Eye Candy is clearly meant for a mature audience, but with all the focus on children this time of year, maybe this kind of grown-up show is just what's needed.

Rated for general audiences are two other shows at Judish, both of which are untitled. Along with the ownership and name change that came in September, Judish reorganized the enormous gallery's interior. In the space immediately adjacent to the last gallery dedicated to Eye Candy is a section labeled "Judish Stable," a strong group show featuring artists represented by Judish. The exhibit lays out the gallery's real strength: placing local masters such as Erick Johnson and Roland Bernier alongside talented emerging artists like Clay Magidson and Michael Chavez.

Another change is the creation of Judish Photography, located in the last of the five galleries. This group show also sports the work of artists represented by Judish, and standouts include pieces by Denver photographers Sarah Timberlake, David Sharpe and Dan Ragland.

Don't miss the meticulously done miniature contact prints by Kevin O'Connell that chronicle a recent trip to France. The jewel-like black-and-white photos, hung in a line along one wall, are gorgeous. O'Connell, another local, is highly regarded and among the city's most respected fine-art photographers. An example of his black-and-white photography is in the photo section of Retrospectacle at the Denver Art Museum. Being part of that show puts O'Connell and the rest of the Colorado artists who made the cut in the same league as the all-time greats.
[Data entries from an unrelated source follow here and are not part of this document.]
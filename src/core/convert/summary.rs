//! Conversion summary and reporting
//!
//! This module defines structures for tracking and reporting conversion results.

use crate::domain::ConverterError;
use chrono::{DateTime, Utc};
use std::time::Duration;

/// Summary of a conversion run
#[derive(Debug, Clone)]
pub struct ConversionSummary {
    /// When the run started
    pub started_at: DateTime<Utc>,

    /// Notebooks selected by the filter
    pub total_notebooks: usize,

    /// Notebooks published without error
    pub converted_notebooks: usize,

    /// Notebooks that failed with a recoverable error
    pub failed_notebooks: usize,

    /// Notebooks never started because the run was interrupted
    pub skipped_notebooks: usize,

    /// Sections exported across all notebooks
    pub sections_exported: usize,

    /// Empty sections skipped across all notebooks
    pub sections_skipped: usize,

    /// Duration of the conversion
    pub duration: Duration,

    /// Errors encountered during conversion
    pub errors: Vec<ConversionError>,

    /// Whether a shutdown signal stopped the run early
    pub interrupted: bool,
}

impl ConversionSummary {
    /// Create a new empty summary
    pub fn new() -> Self {
        Self {
            started_at: Utc::now(),
            total_notebooks: 0,
            converted_notebooks: 0,
            failed_notebooks: 0,
            skipped_notebooks: 0,
            sections_exported: 0,
            sections_skipped: 0,
            duration: Duration::from_secs(0),
            errors: Vec::new(),
            interrupted: false,
        }
    }

    /// Set the duration
    pub fn with_duration(mut self, duration: Duration) -> Self {
        self.duration = duration;
        self
    }

    /// Add an error
    pub fn add_error(&mut self, error: ConversionError) {
        self.errors.push(error);
    }

    /// No notebook failed and the run was not interrupted
    pub fn is_successful(&self) -> bool {
        self.failed_notebooks == 0 && self.errors.is_empty() && !self.interrupted
    }

    /// Get success rate as a percentage
    pub fn success_rate(&self) -> f64 {
        if self.total_notebooks == 0 {
            return 100.0;
        }
        (self.converted_notebooks as f64 / self.total_notebooks as f64) * 100.0
    }

    /// Log the summary
    pub fn log_summary(&self) {
        tracing::info!(
            started_at = %self.started_at.to_rfc3339(),
            total_notebooks = self.total_notebooks,
            converted = self.converted_notebooks,
            failed = self.failed_notebooks,
            skipped = self.skipped_notebooks,
            sections_exported = self.sections_exported,
            sections_skipped = self.sections_skipped,
            duration_secs = self.duration.as_secs(),
            success_rate = format!("{:.2}%", self.success_rate()),
            interrupted = self.interrupted,
            "Conversion completed"
        );

        if !self.errors.is_empty() {
            tracing::warn!(
                error_count = self.errors.len(),
                "Conversion completed with errors"
            );
            for error in &self.errors {
                tracing::warn!(
                    error_type = ?error.error_type,
                    message = %error.message,
                    context = ?error.context,
                    "Conversion error"
                );
            }
        }
    }
}

impl Default for ConversionSummary {
    fn default() -> Self {
        Self::new()
    }
}

/// Type of conversion error
#[derive(Debug, Clone, PartialEq, Eq)]
pub enum ConversionErrorType {
    /// The hierarchy never settled within the retry budget
    HierarchyNotReady,
    /// Destination sections could not be matched to the source
    Reconciliation,
    /// The automation service failed
    Automation,
    /// Filesystem error
    Io,
    /// Unknown error
    Unknown,
}

impl From<&ConverterError> for ConversionErrorType {
    fn from(error: &ConverterError) -> Self {
        match error {
            ConverterError::HierarchyNotReady(_) => Self::HierarchyNotReady,
            ConverterError::ReconciliationMismatch { .. } => Self::Reconciliation,
            ConverterError::Automation(_) => Self::Automation,
            ConverterError::Io(_) => Self::Io,
            _ => Self::Unknown,
        }
    }
}

/// Conversion error with context
#[derive(Debug, Clone)]
pub struct ConversionError {
    /// Type of error
    pub error_type: ConversionErrorType,

    /// Error message
    pub message: String,

    /// Optional context (e.g., notebook name)
    pub context: Option<String>,
}

impl ConversionError {
    /// Create a new conversion error
    pub fn new(error_type: ConversionErrorType, message: String) -> Self {
        Self {
            error_type,
            message,
            context: None,
        }
    }

    /// Add context to the error
    pub fn with_context(mut self, context: String) -> Self {
        self.context = Some(context);
        self
    }
}

impl From<&ConverterError> for ConversionError {
    fn from(error: &ConverterError) -> Self {
        Self::new(ConversionErrorType::from(error), error.to_string())
    }
}
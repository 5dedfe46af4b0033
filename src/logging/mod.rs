//! Logging and observability
//!
//! This module provides structured logging with support for:
//! - Human-readable console logs on stderr
//! - Configurable log levels (`RUST_LOG` overrides the configured level)
//! - JSON file logging with rotation
//!
//! # Example
//!
//! ```no_run
//! use notebook_converter::logging::init_logging;
//! use notebook_converter::config::LoggingConfig;
//!
//! let config = LoggingConfig::default();
//! let _guard = init_logging("info", &config).expect("Failed to initialize logging");
//!
//! tracing::info!("Application started");
//! ```

pub mod structured;

pub use structured::{init_logging, LoggingGuard};

/// Log the start of a notebook conversion
///
/// # Example
///
/// ```no_run
/// use notebook_converter::log_notebook_start;
///
/// log_notebook_start!("Work", "D:/Notebooks/Work");
/// ```
#[macro_export]
macro_rules! log_notebook_start {
    ($notebook:expr, $path:expr) => {
        tracing::info!(
            notebook = %$notebook,
            path = %$path,
            "Starting notebook"
        );
    };
}

/// Log the completion of a notebook conversion
///
/// # Example
///
/// ```no_run
/// use notebook_converter::log_notebook_complete;
/// use std::time::Duration;
///
/// log_notebook_complete!("Work", 12, Duration::from_secs(4));
/// ```
#[macro_export]
macro_rules! log_notebook_complete {
    ($notebook:expr, $sections:expr, $duration:expr) => {
        tracing::info!(
            notebook = %$notebook,
            sections = $sections,
            duration_ms = $duration.as_millis() as u64,
            "Notebook converted"
        );
    };
}

/// Log an error with context
///
/// # Example
///
/// ```no_run
/// use notebook_converter::log_error_with_context;
/// use notebook_converter::domain::ConverterError;
///
/// let error = ConverterError::Configuration("Invalid config".to_string());
/// log_error_with_context!(&error, "Failed to load configuration");
/// ```
#[macro_export]
macro_rules! log_error_with_context {
    ($error:expr, $context:expr) => {
        tracing::error!(
            error = %$error,
            context = %$context,
            "Error occurred"
        );
    };
}

/// Log a retry attempt
///
/// # Example
///
/// ```no_run
/// use notebook_converter::log_retry_attempt;
///
/// log_retry_attempt!(2, 20, "pages still loading in Inbox");
/// ```
#[macro_export]
macro_rules! log_retry_attempt {
    ($attempt:expr, $max_attempts:expr, $reason:expr) => {
        tracing::warn!(
            attempt = $attempt,
            max_attempts = $max_attempts,
            reason = $reason,
            "Hierarchy not ready, retrying"
        );
    };
}
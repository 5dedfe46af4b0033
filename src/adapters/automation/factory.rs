//! Automation backend factory
//!
//! Builds the automation service selected in configuration.

use super::local::LocalAutomation;
use super::traits::AutomationService;
use crate::config::schema::{AutomationBackend, AutomationConfig};
use crate::domain::Result;
use std::sync::Arc;

/// Creates the automation service for the configured backend
///
/// # Errors
///
/// Returns an error if the backend cannot be initialised on this machine.
pub fn create_automation(config: &AutomationConfig) -> Result<Arc<dyn AutomationService>> {
    match config.backend {
        AutomationBackend::Local => {
            tracing::info!(
                extension = %config.section_extension,
                "Using directory-backed automation service"
            );
            Ok(Arc::new(LocalAutomation::new(
                config.section_extension.clone(),
            )))
        }
    }
}
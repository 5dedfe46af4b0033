//! Notebook handle and hierarchy loading
//!
//! A [`Notebook`] starts as a path with no identity. Opening it through the
//! automation service assigns its [`NotebookId`]; loading the hierarchy fills
//! its [`SectionMap`]. The service populates hierarchies asynchronously after
//! a notebook is opened, so a single read can race it. A snapshot is only
//! accepted when no section reports missing pages and every section file on
//! disk appears in the snapshot; otherwise the load is retried.
//!
//! # Lifecycle
//!
//! ```text
//! new(path) -> establish_identity() -> load_hierarchy() ... -> close()
//! ```
//!
//! After `close()` every operation fails with
//! [`ConverterError::NotebookClosed`].

use super::retry::{Probe, Retrier, RetryPolicy};
use crate::adapters::automation::{
    parse_hierarchy, render_section_update, AutomationService, CreateFileType, HierarchyScope,
    SchemaVersion,
};
use crate::domain::{ConverterError, NotebookId, Result, SectionMap};
use async_trait::async_trait;
use std::path::{Path, PathBuf};
use std::sync::Arc;

/// A notebook stored at a filesystem location
pub struct Notebook {
    automation: Option<Arc<dyn AutomationService>>,
    path: PathBuf,
    id: Option<NotebookId>,
    sections: SectionMap,
    retry_policy: RetryPolicy,
}

impl Notebook {
    /// Prepares a notebook at `path`; nothing is opened yet
    pub fn new(automation: Arc<dyn AutomationService>, path: impl Into<PathBuf>) -> Self {
        Self {
            automation: Some(automation),
            path: path.into(),
            id: None,
            sections: SectionMap::new(),
            retry_policy: RetryPolicy::HIERARCHY,
        }
    }

    /// Overrides the retry policy used by [`Notebook::load_hierarchy`]
    pub fn with_retry_policy(mut self, policy: RetryPolicy) -> Self {
        self.retry_policy = policy;
        self
    }

    pub fn path(&self) -> &Path {
        &self.path
    }

    /// Directory name of the notebook
    pub fn name(&self) -> String {
        self.path
            .file_name()
            .map(|name| name.to_string_lossy().into_owned())
            .unwrap_or_else(|| self.path.display().to_string())
    }

    /// Identifier assigned by the service, once opened
    pub fn id(&self) -> Option<&NotebookId> {
        self.id.as_ref()
    }

    /// Sections from the last successful load, in authoring order
    pub fn sections(&self) -> &SectionMap {
        &self.sections
    }

    pub fn is_closed(&self) -> bool {
        self.automation.is_none()
    }

    pub(crate) fn automation(&self) -> Result<&Arc<dyn AutomationService>> {
        self.automation
            .as_ref()
            .ok_or_else(|| ConverterError::NotebookClosed(self.path.display().to_string()))
    }

    pub(crate) fn replace_sections(&mut self, sections: SectionMap) {
        self.sections = sections;
    }

    /// Opens the notebook if it has no identity yet
    ///
    /// Idempotent: once an identity is stored, the service is not called again.
    pub async fn establish_identity(&mut self) -> Result<NotebookId> {
        if let Some(id) = &self.id {
            return Ok(id.clone());
        }

        let id = self
            .automation()?
            .open_hierarchy(&self.path, CreateFileType::None)
            .await?;
        tracing::debug!(notebook = %self.name(), notebook_id = %id, "Notebook opened");
        self.id = Some(id.clone());
        Ok(id)
    }

    /// Reads one hierarchy snapshot and replaces the section map with it
    ///
    /// # Errors
    ///
    /// Returns [`ConverterError::HierarchyNotReady`] (after storing the
    /// sections) when a section still has pages loading, or when a section
    /// file in the notebook directory is missing from the snapshot.
    pub async fn load_hierarchy_snapshot(&mut self) -> Result<()> {
        let id = self.establish_identity().await?;

        let markup = self
            .automation()?
            .get_hierarchy(&id, HierarchyScope::Pages, SchemaVersion::V2013)
            .await?;
        let snapshot = parse_hierarchy(&markup)?;

        let pending: Vec<String> = snapshot
            .pending_sections()
            .into_iter()
            .map(str::to_string)
            .collect();
        self.sections = snapshot.into_section_map();
        tracing::debug!(
            notebook = %self.name(),
            sections = self.sections.len(),
            "Hierarchy snapshot loaded"
        );

        if !pending.is_empty() {
            return Err(ConverterError::HierarchyNotReady(format!(
                "pages still loading in {}",
                pending.join(", ")
            )));
        }

        self.check_sections_with_filesystem().await
    }

    /// Loads the hierarchy, retrying until the snapshot can be trusted
    pub async fn load_hierarchy(&mut self) -> Result<()> {
        let policy = self.retry_policy;
        Retrier::new(policy)
            .with_probe(SnapshotProbe { notebook: self })
            .execute()
            .await
    }

    /// Every section file in the notebook directory must be in the section map
    async fn check_sections_with_filesystem(&self) -> Result<()> {
        let extension = self.automation()?.section_extension().to_string();
        let mut entries = tokio::fs::read_dir(&self.path).await?;

        while let Some(entry) = entries.next_entry().await? {
            if !entry.file_type().await?.is_file() {
                continue;
            }
            let file_name = entry.file_name().to_string_lossy().into_owned();
            let Some(stem) = file_name.strip_suffix(extension.as_str()) else {
                continue;
            };
            if !self.sections.contains(stem) {
                return Err(ConverterError::HierarchyNotReady(format!(
                    "section file '{file_name}' is not in the hierarchy yet"
                )));
            }
        }
        Ok(())
    }

    /// Pushes the current section map back to the service as the full hierarchy
    ///
    /// # Errors
    ///
    /// Returns [`ConverterError::NotebookClosed`] after [`Notebook::close`] and
    /// [`ConverterError::NotebookNotOpen`] before the identity is established.
    pub async fn update_sections_hierarchy(&self) -> Result<()> {
        let automation = self.automation()?;
        let id = self
            .id
            .as_ref()
            .ok_or_else(|| ConverterError::NotebookNotOpen(self.path.display().to_string()))?;
        let markup = render_section_update(id, &self.sections);
        automation
            .update_hierarchy(&markup, SchemaVersion::V2013)
            .await?;
        tracing::debug!(notebook = %self.name(), sections = self.sections.len(), "Hierarchy updated");
        Ok(())
    }

    /// Opens the notebook in the application and navigates to it
    pub async fn show(&mut self) -> Result<()> {
        let id = self.establish_identity().await?;
        self.automation()?.navigate_to(&id).await
    }

    /// Closes the notebook and invalidates this handle
    ///
    /// `force` closes without syncing back. A notebook that was never opened is
    /// invalidated without calling the service.
    pub async fn close(&mut self, force: bool) -> Result<()> {
        let automation = self.automation()?.clone();
        self.automation = None;
        self.sections = SectionMap::new();

        if let Some(id) = self.id.take() {
            automation.close_notebook(&id, force).await?;
            tracing::debug!(notebook = %self.name(), notebook_id = %id, force, "Notebook closed");
        }
        Ok(())
    }
}

struct SnapshotProbe<'a> {
    notebook: &'a mut Notebook,
}

#[async_trait]
impl Probe for SnapshotProbe<'_> {
    type Output = ();

    async fn attempt(&mut self) -> Result<()> {
        self.notebook.load_hierarchy_snapshot().await
    }
}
When I ran into him at the preview last month, he was almost giddy.

Eye Candy and the group shows in Judish Stable and Judish Photography -- an over-the-top visual feast -- have been extended through the second week of January.

Closing the first week in January is Mary Ehrin: Fabulous Savage, a sumptuous solo with a jubilant mood at the Rule Gallery. The enrapturing show is made up of Ehrin's conceptual yet highly decorative pieces, which represent a clear refinement of her previous ideas.

The young Denver artist has had a meteoric rise in reputation during the last few years -- quite an accomplishment, because she's still in school and set to complete her MFA at the University of Colorado in Boulder this spring. A protegé of the great Clark Richert, with whom she studied as an undergraduate at the Rocky Mountain College of Art and Design, Ehrin established her reputation with geometric wall pieces covered in brightly dyed feathers. The method represents an original take on her mentor's interest in patterns and straightforward compositions.